Print the records below exactly as they appear.

★ ★ ★ ★ ★

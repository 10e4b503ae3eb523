//! Daemon Module
//!
//! The long-running shelfd process. It owns the job registry, the novel
//! catalog and the source registry, and serves the polling HTTP API.
//!
//! # Architecture
//!
//! ```text
//! ┌────────────────────────────────────────────────────────┐
//! │                      shelfd daemon                      │
//! │                                                         │
//! │  ┌──────────────┐      ┌────────────────────────────┐   │
//! │  │ HTTP API     │ ───▶ │ JobManager                 │   │
//! │  │ (axum)       │      │  ┌──────────┐ ┌─────────┐  │   │
//! │  └──────────────┘      │  │ Registry │ │Snapshots│  │   │
//! │                        │  └──────────┘ └─────────┘  │   │
//! │                        └─────────────┬──────────────┘   │
//! │                                      │                  │
//! │         ┌────────────────┐   ┌───────┴───────┐          │
//! │         │ SourceRegistry │   │ Library +     │          │
//! │         │ (adapters)     │   │ Catalog       │          │
//! │         └────────────────┘   └───────────────┘          │
//! └────────────────────────────────────────────────────────┘
//! ```

pub mod http;
pub mod jobs;
pub mod lifecycle;
pub mod metrics;

pub use http::HttpServer;
pub use jobs::{JobManager, JobServices};
pub use lifecycle::{get_daemon_pid, is_daemon_running, Daemon};
pub use metrics::{JobMetrics, MetricsSnapshot};
//! HTTP API Authentication Middleware
//!
//! Optional API key check. With no keys configured every request passes.

use axum::{
    body::Body,
    extract::State,
    http::{header, Request, StatusCode},
    middleware::Next,
    response::{IntoResponse, Response},
    Json,
};
use std::sync::Arc;
use tracing::debug;

use super::types::ApiResponse;

/// Shared state for authentication
#[derive(Clone)]
pub struct AuthState {
    /// Valid API keys (empty means no auth required)
    api_keys: Arc<Vec<String>>,
}

impl AuthState {
    pub fn new(api_keys: Vec<String>) -> Self {
        Self {
            api_keys: Arc::new(api_keys),
        }
    }

    pub fn auth_required(&self) -> bool {
        !self.api_keys.is_empty()
    }

    pub fn validate_key(&self, key: &str) -> bool {
        !self.auth_required() || self.api_keys.iter().any(|k| k == key)
    }
}

/// Key from an `Authorization` header: "Bearer <key>" or just "<key>"
fn extract_key(header_value: &str) -> &str {
    header_value
        .strip_prefix("Bearer ")
        .unwrap_or(header_value)
        .trim()
}

/// Authentication middleware
pub async fn auth_middleware(
    State(auth): State<AuthState>,
    request: Request<Body>,
    next: Next,
) -> Response {
    if !auth.auth_required() {
        return next.run(request).await;
    }

    let api_key = request
        .headers()
        .get(header::AUTHORIZATION)
        .and_then(|h| h.to_str().ok())
        .map(extract_key);

    match api_key {
        Some(key) if auth.validate_key(key) => next.run(request).await,
        _ => {
            debug!("Rejected unauthenticated request to {}", request.uri().path());
            (StatusCode::UNAUTHORIZED, Json(ApiResponse::unauthorized())).into_response()
        }
    }
}

#[cfg(test)]
mod tests {
    use super::*;

    #[test]
    fn test_auth_state_no_keys() {
        let auth = AuthState::new(vec![]);
        assert!(!auth.auth_required());
        assert!(auth.validate_key("anything"));
    }

    #[test]
    fn test_auth_state_with_keys() {
        let auth = AuthState::new(vec!["secret123".to_string(), "key456".to_string()]);
        assert!(auth.auth_required());
        assert!(auth.validate_key("secret123"));
        assert!(!auth.validate_key("wrong"));
    }

    #[test]
    fn test_extract_key() {
        assert_eq!(extract_key("Bearer secret123"), "secret123");
        assert_eq!(extract_key(" secret123 "), "secret123");
    }
}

★ ★ ★ ★ ★

■ **EXPECTED ANSWER**
repository 10e4b503ae3eb523
//! Daemon Module
//!
//! The long-running shelfd process. It owns the job registry, the novel
//! catalog and the source registry, and serves the polling HTTP API.
//!
//! # Architecture
//!
//! ```text
//! ┌────────────────────────────────────────────────────────┐
//! │                      shelfd daemon                      │
//! │                                                         │
//! │  ┌──────────────┐      ┌────────────────────────────┐   │
//! │  │ HTTP API     │ ───▶ │ JobManager                 │   │
//! │  │ (axum)       │      │  ┌──────────┐ ┌─────────┐  │   │
//! │  └──────────────┘      │  │ Registry │ │Snapshots│  │   │
//! │                        │  └──────────┘ └─────────┘  │   │
//! │                        └─────────────┬──────────────┘   │
//! │                                      │                  │
//! │         ┌────────────────┐   ┌───────┴───────┐          │
//! │         │ SourceRegistry │   │ Library +     │          │
//! │         │ (adapters)     │   │ Catalog       │          │
//! │         └────────────────┘   └───────────────┘          │
//! └────────────────────────────────────────────────────────┘
//! ```

pub mod http;
pub mod jobs;
pub mod lifecycle;
pub mod metrics;

pub use http::HttpServer;
pub use jobs::{JobManager, JobServices};
pub use lifecycle::{get_daemon_pid, is_daemon_running, Daemon};
pub use metrics::{JobMetrics, MetricsSnapshot};
//! HTTP API Authentication Middleware
//!
//! Optional API key check. With no keys configured every request passes.

use axum::{
    body::Body,
    extract::State,
    http::{header, Request, StatusCode},
    middleware::Next,
    response::{IntoResponse, Response},
    Json,
};
use std::sync::Arc;
use tracing::debug;

use super::types::ApiResponse;

/// Shared state for authentication
#[derive(Clone)]
pub struct AuthState {
    /// Valid API keys (empty means no auth required)
    api_keys: Arc<Vec<String>>,
}

impl AuthState {
    pub fn new(api_keys: Vec<String>) -> Self {
        Self {
            api_keys: Arc::new(api_keys),
        }
    }

    pub fn auth_required(&self) -> bool {
        !self.api_keys.is_empty()
    }

    pub fn validate_key(&self, key: &str) -> bool {
        !self.auth_required() || self.api_keys.iter().any(|k| k == key)
    }
}

/// Key from an `Authorization` header: "Bearer <key>" or just "<key>"
fn extract_key(header_value: &str) -> &str {
    header_value
        .strip_prefix("Bearer ")
        .unwrap_or(header_value)
        .trim()
}

/// Authentication middleware
pub async fn auth_middleware(
    State(auth): State<AuthState>,
    request: Request<Body>,
    next: Next,
) -> Response {
    if !auth.auth_required() {
        return next.run(request).await;
    }

    let api_key = request
        .headers()
        .get(header::AUTHORIZATION)
        .and_then(|h| h.to_str().ok())
        .map(extract_key);

    match api_key {
        Some(key) if auth.validate_key(key) => next.run(request).await,
        _ => {
            debug!("Rejected unauthenticated request to {}", request.uri().path());
            (StatusCode::UNAUTHORIZED, Json(ApiResponse::unauthorized())).into_response()
        }
    }
}

#[cfg(test)]
mod tests {
    use super::*;

    #[test]
    fn test_auth_state_no_keys() {
        let auth = AuthState::new(vec![]);
        assert!(!auth.auth_required());
        assert!(auth.validate_key("anything"));
    }

    #[test]
    fn test_auth_state_with_keys() {
        let auth = AuthState::new(vec!["secret123".to_string(), "key456".to_string()]);
        assert!(auth.auth_required());
        assert!(auth.validate_key("secret123"));
        assert!(!auth.validate_key("wrong"));
    }

    #[test]
    fn test_extract_key() {
        assert_eq!(extract_key("Bearer secret123"), "secret123");
        assert_eq!(extract_key(" secret123 "), "secret123");
    }
}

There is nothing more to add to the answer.